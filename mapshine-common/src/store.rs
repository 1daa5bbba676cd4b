//! Read-only view of the persisted per-scene enhancement data.
//!
//! The host owns the document (`{ version: 1, lights: [...] }`); the engine
//! only reads it, currently for per-light `outputGain`.

use std::path::Path;

use glam::Vec3;
use hashbrown::HashMap;
use serde::Deserialize;
use serde_json::Value;

use crate::color::parse_color;
use crate::error::{EffectError, EffectResult};

/// Only document version understood.
pub const STORE_VERSION: u32 = 1;

/// Per-light enhancement config. Every field is optional.
#[derive(Debug, Clone, Default, PartialEq, Deserialize)]
#[serde(rename_all = "camelCase", default)]
pub struct LightEnhancement {
    pub cookie_texture: Option<String>,
    pub cookie_strength: Option<f32>,
    pub cookie_contrast: Option<f32>,
    pub cookie_gamma: Option<f32>,
    pub cookie_tint: Option<Value>,
    pub output_gain: Option<f32>,
    pub outer_weight: Option<f32>,
    pub inner_weight: Option<f32>,
}

impl LightEnhancement {
    pub fn cookie_tint(&self) -> Option<Vec3> {
        self.cookie_tint.as_ref().and_then(parse_color)
    }
}

#[derive(Deserialize)]
struct StoredLight {
    id: String,
    #[serde(default)]
    config: LightEnhancement,
}

#[derive(Deserialize)]
struct StoreDocument {
    version: u32,
    #[serde(default)]
    lights: Vec<StoredLight>,
}

/// Parsed enhancement store.
#[derive(Debug, Clone, Default)]
pub struct EnhancementStore {
    lights: HashMap<String, LightEnhancement>,
}

impl EnhancementStore {
    pub fn from_value(value: Value) -> EffectResult<Self> {
        let doc: StoreDocument =
            serde_json::from_value(value).map_err(|e| EffectError::InvalidDocument {
                what: "enhancement store",
                reason: e.to_string(),
            })?;
        if doc.version != STORE_VERSION {
            return Err(EffectError::InvalidDocument {
                what: "enhancement store",
                reason: format!("unsupported version {}", doc.version),
            });
        }
        let lights = doc
            .lights
            .into_iter()
            .map(|l| (l.id, l.config))
            .collect::<HashMap<_, _>>();
        tracing::debug!(lights = lights.len(), "enhancement store parsed");
        Ok(Self { lights })
    }

    pub fn from_json(text: &str) -> EffectResult<Self> {
        let value = serde_json::from_str(text).map_err(|e| EffectError::InvalidDocument {
            what: "enhancement store",
            reason: e.to_string(),
        })?;
        Self::from_value(value)
    }

    pub fn load(path: &Path) -> EffectResult<Self> {
        let text = std::fs::read_to_string(path).map_err(|e| EffectError::InvalidDocument {
            what: "enhancement store",
            reason: format!("{}: {e}", path.display()),
        })?;
        Self::from_json(&text)
    }

    pub fn get(&self, light_id: &str) -> Option<&LightEnhancement> {
        self.lights.get(light_id)
    }

    pub fn len(&self) -> usize {
        self.lights.len()
    }

    pub fn is_empty(&self) -> bool {
        self.lights.is_empty()
    }

    /// `(id, gain)` for every light with a finite, non-negative gain.
    pub fn output_gains(&self) -> Vec<(String, f32)> {
        let mut gains: Vec<_> = self
            .lights
            .iter()
            .filter_map(|(id, cfg)| {
                cfg.output_gain
                    .filter(|g| g.is_finite() && *g >= 0.0)
                    .map(|g| (id.clone(), g))
            })
            .collect();
        gains.sort_by(|a, b| a.0.cmp(&b.0));
        gains
    }
}

#[cfg(test)]
mod tests {
    use super::*;
    use std::io::Write;

    const DOC: &str = r#"{
        "version": 1,
        "lights": [
            { "id": "a", "config": { "outputGain": 1.5, "cookieTexture": "c.png", "cookieTint": [1, 0.5, 0] } },
            { "id": "b", "config": { "cookieStrength": 0.4 } },
            { "id": "c" }
        ]
    }"#;

    #[test]
    fn test_parse_store() {
        let store = EnhancementStore::from_json(DOC).expect("parse");
        assert_eq!(store.len(), 3);
        let a = store.get("a").expect("a");
        assert_eq!(a.output_gain, Some(1.5));
        assert_eq!(a.cookie_texture.as_deref(), Some("c.png"));
        assert_eq!(a.cookie_tint(), Some(Vec3::new(1.0, 0.5, 0.0)));
        assert_eq!(store.get("b").and_then(|b| b.cookie_strength), Some(0.4));
        assert_eq!(store.get("c"), Some(&LightEnhancement::default()));
        assert_eq!(store.output_gains(), vec![("a".to_owned(), 1.5)]);
    }

    #[test]
    fn test_rejects_unknown_version() {
        let err = EnhancementStore::from_json(r#"{"version": 2, "lights": []}"#);
        assert!(matches!(err, Err(EffectError::InvalidDocument { .. })));
        assert!(EnhancementStore::from_json("not json").is_err());
    }

    #[test]
    fn test_load_from_file() {
        let mut file = tempfile::NamedTempFile::new().expect("tempfile");
        file.write_all(DOC.as_bytes()).expect("write");
        let store = EnhancementStore::load(file.path()).expect("load");
        assert_eq!(store.len(), 3);

        let missing = EnhancementStore::load(Path::new("/nonexistent/mapshine-store.json"));
        assert!(missing.is_err());
    }
}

WORK INSTRUCTIONS: Needed here are the exact lines from the start of the material through the line that contains "use serde_json::Value;", and no others.

EXERCISE RESPONSE:
filename mapshine-common/src/store.rs
repository 1daa5bbba676cd4b
//! Read-only view of the persisted per-scene enhancement data.
//!
//! The host owns the document (`{ version: 1, lights: [...] }`); the engine
//! only reads it, currently for per-light `outputGain`.

use std::path::Path;

use glam::Vec3;
use hashbrown::HashMap;
use serde::Deserialize;
use serde_json::Value;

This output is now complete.